Albert Castiglia - Guitar (Acoustic), Guitar (Electric), Vocals
Jumpin' Johnny Sansone – Harmonica
Lewis Stephens - Organ, Piano, Wurlitzer
Scott Sutherland - Guitar (Bass)
Mike Zito - Guitar (Acoustic), Guitar (Electric), Percussion, Vocals


Albert Castiglia’s Big Dog is an album with BIG sound! It is exactly what a contemporary blues album should be. It is a nod to the past and a masterful, modern sound that delivers a new dish to the blue’s buffet. The album was produced by Mike Zito, who also contributes guitar, vocals and percussion. The combination of Zito and Castiglia both in production and musical collaboration is nothing short of spectacular. Scot Sutherland on bass, Rob Lee on drums, Lewis Stephens on keyboards and Johnny Samson on harmonica are the excellent backing musicians on this recording. The album has a live feel without a garage band vibe. Nor is it too polished that it dulls the rough edges that give it life. Due to excellent production and the tightness of the backing musicians, it walks a perfect line between these two extremes. The tracks are made more powerful by Thomas Ruf, who, as Executive Producer wanted Castiglia to make a “raw, rocking blues record”. Castiglia’s natural raw style along with Mike Zito’s flare for a powerful performance was a winning combination. The album was recorded at Dockside, a Studio in Mauruce, LA, where Junior Wells recorded his last studio album, Come On In This House. Castaglia has mentioned in various interviews how much this connection meant to him and added to the “mojo” of the recording. He toured with Wells in the 90’s as part of Well’s band and credits Wells with “… opening the door for him” to “be a Chicago bluesman”. Engineering, mixing and mastering was done by David Farrell who has engineered Zito in the past. Castiglia credits the production team with “helping him nail” “a record that best represented who I am, as a musician, singer, guitarist and live artist”. Indeed Big Dog succeeds in making Castiglia’s sixth album a superb example of his musical talents.

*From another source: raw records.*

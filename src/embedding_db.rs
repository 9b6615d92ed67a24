use std::{
    collections::hash_map::DefaultHasher,
    hash::{Hash, Hasher},
    path::Path,
};

use redb::{
    Database,
    ReadableDatabase,
    ReadableTableMetadata,
    TableDefinition,
};

use crate::error::{Error, Result};

const EMBEDDINGS: TableDefinition<u64, &[u8]> =
    TableDefinition::new("embeddings");

/// Header size: 4 bytes dimension.
const HEADER_SIZE: usize = 4;

/// Stable cache key for a chunk embedded by a given model.
///
/// The model ID is part of the key so switching models never serves
/// vectors from a different embedding space.
pub fn cache_key(model_id: &str, text: &str) -> u64 {
    let mut hasher = DefaultHasher::new();
    model_id.hash(&mut hasher);
    text.hash(&mut hasher);
    hasher.finish()
}

/// Caches chunk embedding vectors keyed by [`cache_key`].
///
/// Binary format per entry:
/// - 4 bytes: dimension D (u32 LE)
/// - D * 4 bytes: f32 LE values
pub struct EmbeddingDb {
    db: Database,
}

fn encode_into(dest: &mut [u8], vector: &[f32]) {
    dest[0..HEADER_SIZE].copy_from_slice(&(vector.len() as u32).to_le_bytes());
    dest[HEADER_SIZE..].copy_from_slice(bytemuck::cast_slice(vector));
}

fn decode(bytes: &[u8]) -> Option<Vec<f32>> {
    let header: [u8; HEADER_SIZE] = bytes.get(..HEADER_SIZE)?.try_into().ok()?;
    let dimension = u32::from_le_bytes(header) as usize;
    let body = &bytes[HEADER_SIZE..];
    if body.len() != dimension * 4 {
        return None;
    }
    // Stored bytes carry no alignment guarantee, so decode per value.
    Some(
        body.chunks_exact(4)
            .map(|b| f32::from_le_bytes([b[0], b[1], b[2], b[3]]))
            .collect(),
    )
}

impl EmbeddingDb {
    /// Open or create an embeddings database at the given path.
    ///
    /// # Examples
    ///
    /// ```
    /// # let tmp = tempfile::tempdir().unwrap();
    /// use docqa::EmbeddingDb;
    ///
    /// let db = EmbeddingDb::open(&tmp.path().join("embeddings.redb")).unwrap();
    /// assert_eq!(db.len().unwrap(), 0);
    /// ```
    pub fn open(path: &Path) -> Result<Self> {
        let db = Database::create(path)?;

        let txn = db.begin_write()?;
        txn.open_table(EMBEDDINGS)?;
        txn.commit()?;

        Ok(Self { db })
    }

    /// Store one vector. Uses `insert_reserve` for zero-copy writes.
    pub fn store(&self, key: u64, vector: &[f32]) -> Result<()> {
        self.batch_store(&[(key, vector.to_vec())])
    }

    pub fn load(&self, key: u64) -> Result<Option<Vec<f32>>> {
        let txn = self.db.begin_read()?;
        let table = txn.open_table(EMBEDDINGS)?;
        Ok(table.get(key)?.and_then(|guard| decode(guard.value())))
    }

    /// Remove an embedding entry.
    pub fn remove(&self, key: u64) -> Result<bool> {
        let txn = self.db.begin_write()?;
        let removed = {
            let mut table = txn.open_table(EMBEDDINGS)?;
            table.remove(key)?.is_some()
        };
        txn.commit()?;
        Ok(removed)
    }

    /// Store multiple vectors in a single transaction.
    pub fn batch_store(&self, entries: &[(u64, Vec<f32>)]) -> Result<()> {
        if entries.is_empty() {
            return Ok(());
        }
        if let Some((key, _)) = entries.iter().find(|(_, v)| v.is_empty()) {
            return Err(Error::Config(format!(
                "refusing to cache an empty embedding (key {key:016x})"
            )));
        }

        let txn = self.db.begin_write()?;
        {
            let mut table = txn.open_table(EMBEDDINGS)?;
            for (key, vector) in entries {
                let byte_len = HEADER_SIZE + std::mem::size_of_val(vector.as_slice());
                let mut guard = table.insert_reserve(*key, byte_len)?;
                encode_into(guard.as_mut(), vector);
            }
        }
        txn.commit()?;
        Ok(())
    }

    /// Load multiple vectors in a single transaction, preserving input
    /// order. Missing or malformed entries come back as `None`.
    pub fn batch_load(&self, keys: &[u64]) -> Result<Vec<Option<Vec<f32>>>> {
        if keys.is_empty() {
            return Ok(Vec::new());
        }

        let txn = self.db.begin_read()?;
        let table = txn.open_table(EMBEDDINGS)?;

        let mut results = Vec::with_capacity(keys.len());
        for &key in keys {
            results.push(table.get(key)?.and_then(|guard| decode(guard.value())));
        }
        Ok(results)
    }

    /// Number of cached vectors.
    pub fn len(&self) -> Result<u64> {
        let txn = self.db.begin_read()?;
        let table = txn.open_table(EMBEDDINGS)?;
        Ok(table.len()?)
    }

    /// Drop every cached vector.
    pub fn clear(&self) -> Result<()> {
        let txn = self.db.begin_write()?;
        {
            let mut table = txn.open_table(EMBEDDINGS)?;
            table.retain(|_, _| false)?;
        }
        txn.commit()?;
        Ok(())
    }
}

impl std::fmt::Debug for EmbeddingDb {
    fn fmt(&self, f: &mut std::fmt::Formatter<'_>) -> std::fmt::Result {
        f.debug_struct("EmbeddingDb").finish_non_exhaustive()
    }
}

There are eleven tracks of blazing guitar, excellent musicianship, expressive vocals and great song writing. Six songs on the album were written/co-written by Castiglia. It is an album that brings the blues very much alive in a big way. It reaches back to Castiglia’s early influences such as Junior Wells, Chicago blues and even further back to the early blues with lyrical references to the infamous crossroads (“Get Your Ass in the Van”) and the bluesman’s devil (“Where the Devil Makes his Deals”). Musically, he makes use of call and response, particularly in “Don’t Let them Fool Ya” and slow, smooth blues in “Where Did I Go Wrong” featuring Johnny Sansone on harmonica and also some boogie-woogie in “What the Hell was I Thinking” featuring Lewis Stephens on keyboards.

The album opens with a searing guitar solo in “Let the Big Dog Eat”. The solo grabs you before Castiglia’s rough, raspy, raw vocals kick in. The song ends with a few barks from Castiglia. This sets the tone for the rest of the album which covers quite a bit of territory. Big Dog has everything from raucous guitar jams with Zito in ” Don’t Let Them Fool Ya”, which was written by Zito about cheating women to a slower, blusier story of an alcoholic wife in “Drowning at the Bottom” written by Luther Allison and James Solberg where Castiglia lets his guitar cry the blues for the pain in this song. In “Get Your Ass in the Van”, written by Castiglia, humor is added as he sings about those musicans wanting instant fame. One line in particular, “this ain’t no American Idol”, pretty much sums up the sarcastic humor of the song along with the message he wants to get across about paying your dues in the music business. His slide guitar in this song sets a great example for those quick fame seekers. “Let’s Make Love in the Morning”, written by Castiglia and Joel Zoss, is a smooth blues ballad with just a touch of country rock. “What I Like About Miami”, written by Charlie Pickett et. al., is a funky blues song with a great hook. Castiglia gets down, dirty and swampy in “Where the Devil Makes his Deals” about a bluesman making deals with the devil. The song is blue’s perfection with Sansone on harmonica and a prominent heavy bass and drum line. As in the other songs on this album, the guitar work of Castiglia and Zito with their blazing solos and complimenting style pushes the music to a level few can achieve. Big Dog concludes with “What the Hell was I Thinking”, a fast paced boogie-woogie about “making promises I just can’t keep”. This is another song with great hooks, vocals and lively piano by Lewis Stephens. The last song on Big Dog, “Somehow”, is a slow, emotional blues ballad co-written with Cyril Neville about the social wrongs in our society. It is a song with a message that is difficult to ignore – or forget. “Take a look around, tell me what you see, take a look in the mirror are you brave, are you free”? The song sites several tragic examples of people living around us who’s lives are touched by poverty, lost hope and other very real social ills.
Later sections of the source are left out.